The reason why amd64 checks whether the addresses are “canonical” is discourage exactly this trick. On almost all platforms that simply ignored upper byte of pointer (m68k, s390, IIRC even early ARMs) this lead to significant compatibility issues.
As for storing tags in pointers on 64b platforms it is probably better to use the 3 low order bits. Another useful trick is what was used in PDP-10 MacLisp and is used by BDW GC: encode the type information in virtual memory layout itself.
I guess it checks it when you actually try to dereference the pointer?
On Intel too you still have to "repair"the pointer before you use it.
It's definitely not the safest optimisation but it can be used to great effect when needed.
I think Intel is adding CPU support for pointer tagging operations in the future which should make them a lot easier / safer / more efficient to work with, though I can't find a reference now, it doesn't refer to it as pointer tagging.
Any more information on encoding the type information in virtual memory layout?

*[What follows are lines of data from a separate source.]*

//! Quote projection boundary.
//!
//! The quote fetch/stream side lives outside this core; a separate actor
//! writes per-symbol snapshot files under `quote/hold/<SYMBOL>/`. This
//! crate only reads those projections, and provides the directory-backed
//! trigger queue plus the owned subscription-set state that the streaming
//! side drives.

pub mod overview;
pub mod queue;
pub mod subs;

pub use overview::{hold_dir, read_latest_price, read_overview, QuoteOverview};
pub use queue::TriggerQueue;
pub use subs::SubscriptionSet;

use std::path::{Path, PathBuf};

pub fn quote_dir(root: &Path) -> PathBuf {
    root.join("quote")
}

/// Pending one-shot quote refresh requests (file name = symbol).
pub fn track_dir(root: &Path) -> PathBuf {
    quote_dir(root).join("track")
}

/// Pending real-time subscription requests (file name = symbol).
pub fn subscribe_dir(root: &Path) -> PathBuf {
    quote_dir(root).join("subscribe")
}

/// Pending unsubscription requests (file name = symbol).
pub fn unsubscribe_dir(root: &Path) -> PathBuf {
    quote_dir(root).join("unsubscribe")
}

/// Market-wide projections (index snapshots, session calendars).
pub fn market_dir(root: &Path) -> PathBuf {
    quote_dir(root).join("market")
}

Sounds cool.
I guess you have different types allocated in specific regions?
Most general purpose ISAs (eg. SPARC and IIRC RiscV has something similar) with some kind of intrinsic support for tagged pointers also prefer the tags in low order bits.
And you are right that the tag inside address trick involves allocating objects of same type in different continuous regions. Usually such that whole page contains object of same type (as far as the tagging scheme is concerned) and by either masking off lower ten-ish bits of pointer you get to type header or you have some global out-of-line map of page frame->type.
As for storing tags in pointers on 64b platforms it is probably better to use the 3 low order bits. Another useful trick is what was used in PDP-10 MacLisp and is used by BDW GC: encode the type information in virtual memory layout itself.